La Commissione europea dovrà decidere nelle prossime settimane sulla possibilità di concedere lo status di economia di mercato (Mes) alla Cina. Il Parlamento europeo, nello scorso mese di maggio, ha già dato parere negativo. Si tratta di una questione particolarmente delicata, soprattutto per l’economia lombarda, in cui esistono diversi settori, come la siderurgia, la chimica, la meccanica, la bulloneria e i prodotti in carta, che nel corso degli ultimi anni hanno visto crescere le importazioni dall’Asia a ritmi molto sostenuti, con punte del 70% fra il 2009 e il 2015.

Secondo le elaborazioni della Camera di Commercio di Milano, la Lombardia copre il 42% di tutto l’import italiano dalla Cina. Nel 2015 il valore delle merci in entrata nella nostra regione ha raggiunto i 12 miliardi di euro, una crescita del 12,9% rispetto all’anno precedente. Solo Milano rappresenta quasi la metà dell’import regionale (48,9%) e ben un quinto dell’intero valore di export e import nazionali nei confronti del Paese orientale.

L’interscambio lombardo con la Cina ha un valore totale di 15,2 miliardi di euro, circa l’80% dunque è rappresentato dalle importazioni. Un dato che dà la misura di cosa potrebbe significare per la Lombardia la concessione dello status di Mes. Diversi prodotti cinesi sono infatti al momento gravati dai dazi antidumping che comportano costi aggiuntivi per le merci in ingresso nell’Unione europea. In alcuni casi questi dazi sono particolarmente consistenti: per le piastrelle e le lastre di ceramica, ad esempio, arrivano al 69,7%, mentre per alcuni tipi di motori toccano il 40,7%. Se la Cina diventasse un’economia di mercato, questi dazi verrebbero meno: il prezzo delle merci in entrata calerebbe e per i territori maggiormente esposti, come la Lombardia, le conseguenze sarebbero significative. Interi distretti produttivi potrebbero venire fortemente penalizzati.

E i rischi non sarebbero soltanto sul fronte delle importazioni. La Lombardia ha una rilevante propensione all’export verso i Paesi europei. Gli ultimi dati di Unioncamere relativi al primo trimestre di quest’anno, fanno emergere come il valore delle nostre esportazioni raggiunga quasi i 27 miliardi di euro (26,8, per l’esattezza). Gli incrementi maggiori sono stati fatti registrare dai flussi verso la Spagna (+8,1%), la Francia (+2,5%), la Germania (+1,5%) e la Polonia (+8,8%). Per quanto riguarda invece le categorie merceologiche, le variazioni maggiori sono state fatte registrare da macchinari e apparecchi meccanici (+2,9%), prodotti tessili, pelli e accessori (+3,2%), sostanze e prodotti chimici (+2,6%), gomma e materie plastiche (+4,4%) e articoli farmaceutici (+11,6%).
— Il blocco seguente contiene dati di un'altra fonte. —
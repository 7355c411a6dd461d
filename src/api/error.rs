use axum::{
    Json,
    http::StatusCode,
    response::{IntoResponse, Response},
};
use std::fmt;

use super::ApiResponse;
use crate::error::ScrapeError;

#[derive(Debug)]
pub enum ApiError {
    NotFound(String),

    ValidationError(String),

    Scrape(ScrapeError),

    InternalError(String),
}

impl fmt::Display for ApiError {
    fn fmt(&self, f: &mut fmt::Formatter<'_>) -> fmt::Result {
        match self {
            ApiError::NotFound(msg) => write!(f, "Not found: {}", msg),
            ApiError::ValidationError(msg) => write!(f, "Validation error: {}", msg),
            ApiError::Scrape(e) => write!(f, "Scrape error: {}", e),
            ApiError::InternalError(msg) => write!(f, "Internal error: {}", msg),
        }
    }
}

impl std::error::Error for ApiError {}

impl IntoResponse for ApiError {
    fn into_response(self) -> Response {
        let (status, error_message) = match &self {
            ApiError::NotFound(msg) => (StatusCode::NOT_FOUND, msg.clone()),
            ApiError::ValidationError(msg) => (StatusCode::BAD_REQUEST, msg.clone()),
            ApiError::Scrape(e) => {
                tracing::warn!("Scrape failed: {}", e);
                match e {
                    ScrapeError::Timeout(_) => (StatusCode::GATEWAY_TIMEOUT, e.to_string()),
                    // An upstream 404 means the search page itself does not
                    // exist, which reads as "nothing found" to our callers.
                    ScrapeError::Http { status: 404 } => (StatusCode::NOT_FOUND, e.to_string()),
                    ScrapeError::Connection(_)
                    | ScrapeError::Http { .. }
                    | ScrapeError::Request(_) => (StatusCode::BAD_GATEWAY, e.to_string()),
                    ScrapeError::Parsing(_) => (StatusCode::INTERNAL_SERVER_ERROR, e.to_string()),
                }
            }
            ApiError::InternalError(msg) => {
                tracing::error!("Internal error: {}", msg);
                (
                    StatusCode::INTERNAL_SERVER_ERROR,
                    "An internal error occurred".to_string(),
                )
            }
        };

        let body = ApiResponse::<()>::error(error_message);
        (status, Json(body)).into_response()
    }
}

impl From<anyhow::Error> for ApiError {
    fn from(err: anyhow::Error) -> Self {
        ApiError::InternalError(err.to_string())
    }
}

impl From<ScrapeError> for ApiError {
    fn from(err: ScrapeError) -> Self {
        ApiError::Scrape(err)
    }
}

impl ApiError {
    pub fn not_found(msg: impl Into<String>) -> Self {
        ApiError::NotFound(msg.into())
    }

    pub fn validation(msg: impl Into<String>) -> Self {
        ApiError::ValidationError(msg.into())
    }
}

#[cfg(test)]
mod tests {
    use super::*;

    fn status_of(err: ApiError) -> StatusCode {
        err.into_response().status()
    }

    #[test]
    fn scrape_errors_map_to_gateway_statuses() {
        let timeout = ApiError::Scrape(ScrapeError::Timeout("q".to_string()));
        assert_eq!(status_of(timeout), StatusCode::GATEWAY_TIMEOUT);

        let conn = ApiError::Scrape(ScrapeError::Connection("refused".to_string()));
        assert_eq!(status_of(conn), StatusCode::BAD_GATEWAY);

        let upstream = ApiError::Scrape(ScrapeError::Http { status: 503 });
        assert_eq!(status_of(upstream), StatusCode::BAD_GATEWAY);

        let parsing = ApiError::Scrape(ScrapeError::Parsing("bad page".to_string()));
        assert_eq!(status_of(parsing), StatusCode::INTERNAL_SERVER_ERROR);
    }

    #[test]
    fn upstream_404_reads_as_not_found() {
        let missing = ApiError::Scrape(ScrapeError::Http { status: 404 });
        assert_eq!(status_of(missing), StatusCode::NOT_FOUND);
    }

    #[test]
    fn internal_errors_hide_the_message() {
        let response = ApiError::InternalError("db exploded".to_string()).into_response();
        assert_eq!(response.status(), StatusCode::INTERNAL_SERVER_ERROR);
    }
}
L’eliminazione dei dazi antidumping danneggerebbe le esportazioni lombarde a causa dell’afflusso massiccio sui mercati Ue di beni in arrivo dalla Cina.

Per avere un’idea, si consideri che nel settore della chimica, come risulta da alcune elaborazioni effettuate da Éupolis Lombardia, operano attualmente in Lombardia 699 aziende con 31.414 addetti, nella carta 1.005 aziende con 18.226 addetti, nella siderurgia 156 con 23.777, nella ceramica 132 con 2.754, nella meccanica 623 con 11.043 e nella bulloneria 162 con 4.850. Soltanto per i settori citati sono coinvolte in totale 2.777 aziende e quasi 100mila addetti che, in caso di concessione dello status di Mes, dovrebbero fare i conti con uno scenario di mercato completamente diverso dall’attuale.

A dicembre scadranno i 15 anni del periodo di prova deciso dal Wto (l’Organizzazione mondiale del commercio) per valutare l’economia della Cina. Cinque sono considerati i requisiti fondamentali per ottenere il riconoscimento a cui Pechino ambisce: l’assenza di interferenze statali nelle decisioni delle imprese in materia di prezzi, costi e fattori produttivi; la presenza di un meccanismo di revisione contabile indipendente e costituito seguendo i criteri di contabilità internazionale, a cui sottoporre le imprese; l’assenza di distorsioni di rilievo nei costi di produzione e nella situazione finanziaria delle imprese, compresi le svalutazioni degli attivi e i pagamenti con compensazione dei debiti; la certezza del diritto, garantita dallo Stato, in materia fallimentare e di proprietà delle imprese e la liberalizzazione dei tassi di cambio.

Il Parlamento, ritenendo che la Cina non abbia raggiunto questi obiettivi, con larga maggioranza (546 sì, 28 no e 77 astenuti) ha già formalizzato il suo parere negativo che, seppur non vincolante per la Commissione, dovrebbe comunque un peso nella valutazione finale.